Humping the flag

Like the Hollywood Access tape & the stalking debate & the election results & #metoo, I’ve tried to explain to my husband that I feel this separation policy–inside me.

It’s one thing to read about it and to hear about it, but another to see it, and even to speak it.

It’s one thing to understand something, to espouse it, and it’s another to embody it.

When my husband got home from work, I asked him to read: “The Language of Trump is the Language of Domestic Violence,” and he appeared moved.

Then I played the audio tape of the children, and he grew teary, but still safe within the realms of composed grief.

It was when I asked him to read–aloud–Brené Brown’s short post about her husband, the pediatrician, that my husband broke down.

Another’s man’s anguish helped him embody his own.

Most men haven’t cultivated the fierce courage necessary to face that kind of vulnerability inside. Many women haven’t either.

The capacity to be vulnerable isn’t partisan, but the action on behalf of the vulnerable has become so.

“Wah, wah,” says a news show guest (Trump’s former campaign manager) about the separation of a 10-year old girl with Down Syndrome from her mother.

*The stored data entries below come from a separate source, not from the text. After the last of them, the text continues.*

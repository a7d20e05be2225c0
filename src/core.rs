//! Data types shared by every layer of the crate: node identifiers, bus
//! aliases, node handles, and the fixed-capacity datagram payload buffer.

/// Maximum payload a datagram can transport once reassembled.
pub const MAX_DATAGRAM_PAYLOAD: usize = 72;

/// Mask of the 12 meaningful bits of an alias.
pub const ALIAS_MASK: u16 = 0x0FFF;

/// Mask of the 48 meaningful bits of a node identifier.
pub const NODE_ID_MASK: u64 = 0x0000_FFFF_FFFF_FFFF;

/// Full 48-bit node identifier, stored in the low bits of a `u64`.
pub type NodeId = u64;

/// 12-bit bus-local alias. Zero means "unknown".
pub type Alias = u16;

/// Returns `true` when `alias` fits in 12 bits and is not the reserved zero value.
#[inline]
pub const fn is_valid_alias(alias: Alias) -> bool {
    alias != 0 && alias <= ALIAS_MASK
}

/// Encode a node identifier as the six big-endian bytes used on the wire.
pub fn node_id_to_bytes(node_id: NodeId) -> [u8; 6] {
    let raw = (node_id & NODE_ID_MASK).to_be_bytes();
    let mut out = [0u8; 6];
    out.copy_from_slice(&raw[2..]);
    out
}

/// Decode a six-byte big-endian node identifier. Returns `None` when fewer than six bytes are given.
pub fn node_id_from_bytes(bytes: &[u8]) -> Option<NodeId> {
    let bytes = bytes.get(..6)?;
    let mut raw = [0u8; 8];
    raw[2..].copy_from_slice(bytes);
    Some(u64::from_be_bytes(raw))
}

/// Identifies a node by full id, by alias, or by both.
///
/// A zero `id` with a non-zero `alias` means "identify by alias only", and
/// the other way round. At least one of the two must be known.
#[derive(Debug, Clone, Copy, PartialEq, Eq, Default)]
#[cfg_attr(feature = "defmt", derive(defmt::Format))]
pub struct NodeHandle {
    pub id: NodeId,
    pub alias: Alias,
}

impl NodeHandle {
    #[inline]
    pub const fn new(id: NodeId, alias: Alias) -> Self {
        Self { id, alias }
    }

    #[inline]
    pub const fn from_alias(alias: Alias) -> Self {
        Self { id: 0, alias }
    }

    #[inline]
    pub const fn from_id(id: NodeId) -> Self {
        Self { id, alias: 0 }
    }

    /// Neither the id nor the alias is known.
    #[inline]
    pub const fn is_unknown(&self) -> bool {
        self.id == 0 && self.alias == 0
    }
}

/// Returned when appending would exceed [`MAX_DATAGRAM_PAYLOAD`].
#[derive(Debug, Clone, Copy, PartialEq, Eq)]
pub struct CapacityExceeded;

/// Owned datagram payload. Moving the value moves ownership; dropping it
/// releases it.
#[derive(Debug, Clone, Copy, PartialEq, Eq)]
pub struct DatagramPayload {
    len: usize,
    data: [u8; MAX_DATAGRAM_PAYLOAD],
}

impl Default for DatagramPayload {
    fn default() -> Self {
        Self::new()
    }
}

impl DatagramPayload {
    /// Create an empty buffer.
    pub const fn new() -> Self {
        Self {
            len: 0,
            data: [0; MAX_DATAGRAM_PAYLOAD],
        }
    }

    /// Copy `bytes` into a fresh payload.
    pub fn from_slice(bytes: &[u8]) -> Result<Self, CapacityExceeded> {
        let mut payload = Self::new();
        payload.extend_from_slice(bytes)?;
        Ok(payload)
    }

    /// Number of valid bytes stored.
    #[inline]
    pub fn len(&self) -> usize {
        self.len
    }

    #[inline]
    pub fn is_empty(&self) -> bool {
        self.len == 0
    }

    /// Reset the buffer.
    #[inline]
    pub fn clear(&mut self) {
        self.len = 0;
    }

    /// Append `bytes`. Leaves the buffer untouched when the result would not fit.
    pub fn extend_from_slice(&mut self, bytes: &[u8]) -> Result<(), CapacityExceeded> {
        let end = self.len + bytes.len();
        if end > MAX_DATAGRAM_PAYLOAD {
            return Err(CapacityExceeded);
        }
        self.data[self.len..end].copy_from_slice(bytes);
        self.len = end;
        Ok(())
    }

    /// Drop every byte past `len`.
    pub fn truncate(&mut self, len: usize) {
        self.len = self.len.min(len);
    }

    /// The first byte identifies the datagram protocol (the "type byte").
    #[inline]
    pub fn datagram_type(&self) -> Option<u8> {
        self.as_slice().first().copied()
    }

    #[inline]
    pub fn as_slice(&self) -> &[u8] {
        &self.data[..self.len]
    }

    #[inline]
    pub fn as_mut_slice(&mut self) -> &mut [u8] {
        &mut self.data[..self.len]
    }
}
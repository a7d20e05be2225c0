//! Conversions between `CanFrame` and `embedded_can::Frame` implementations.
use super::*;
use embedded_can::StandardId;

/// Minimal driver-side frame.
#[derive(Debug)]
struct DriverFrame {
    id: Id,
    remote: bool,
    data: [u8; 8],
    dlc: usize,
}

impl Frame for DriverFrame {
    fn new(id: impl Into<Id>, data: &[u8]) -> Option<Self> {
        if data.len() > 8 {
            return None;
        }
        let mut buf = [0u8; 8];
        buf[..data.len()].copy_from_slice(data);
        Some(Self {
            id: id.into(),
            remote: false,
            data: buf,
            dlc: data.len(),
        })
    }

    fn new_remote(id: impl Into<Id>, dlc: usize) -> Option<Self> {
        Some(Self {
            id: id.into(),
            remote: true,
            data: [0; 8],
            dlc,
        })
    }

    fn is_extended(&self) -> bool {
        matches!(self.id, Id::Extended(_))
    }

    fn is_remote_frame(&self) -> bool {
        self.remote
    }

    fn id(&self) -> Id {
        self.id
    }

    fn dlc(&self) -> usize {
        self.dlc
    }

    fn data(&self) -> &[u8] {
        &self.data[..self.dlc]
    }
}

#[test]
/// An extended driver frame keeps its identifier and payload.
fn test_from_embedded_extended() {
    let ext = ExtendedId::new(0x1A22A555).unwrap();
    let driver = DriverFrame::new(ext, &[0x30, 0x31, 0x32]).unwrap();

    let frame = CanFrame::from_embedded(&driver).expect("extended frame must convert");
    assert_eq!(frame.id, CanId(0x1A22A555));
    assert_eq!(frame.payload(), &[0x30, 0x31, 0x32]);
}

#[test]
/// Standard identifiers and remote frames are not OpenLCB traffic.
fn test_from_embedded_rejects_foreign_frames() {
    let std_frame = DriverFrame::new(StandardId::new(0x123).unwrap(), &[1]).unwrap();
    assert!(CanFrame::from_embedded(&std_frame).is_none());

    let remote = DriverFrame::new_remote(ExtendedId::new(0x1A22A555).unwrap(), 0).unwrap();
    assert!(CanFrame::from_embedded(&remote).is_none());
}

#[test]
/// `to_embedded` produces an extended frame with the valid bytes only.
fn test_to_embedded() {
    let frame = CanFrame::new(CanId(0x19A2877C), &[0x02, 0x2A, 0x00]).unwrap();
    let driver: DriverFrame = frame.to_embedded().unwrap();
    assert!(driver.is_extended());
    assert_eq!(driver.data(), &[0x02, 0x2A, 0x00]);
}

#[test]
/// More than eight bytes never fit in a classic CAN frame.
fn test_new_rejects_long_payload() {
    assert!(CanFrame::new(CanId(0x1A22A555), &[0; 9]).is_none());
}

Today he defends his response.

“Quit trying to make us feel teary-eyed for the children,” say supporters.

Are we a nation of spectators?

Have we become another of Trump’s reality shows where the most important thing is to be a winner?

“You see, I don’t say mankind anymore, I say humankind. Do the women understand that? I don’t know. They want me to be politically correct.”

To the President, this country is a business success story–“from 13 colonies to all this.” Now his.

He plays to win.

He plays all of us.

But humanity is not a sport. And it’s definitely not a game.

There’s a difference between honoring the flag and humping it.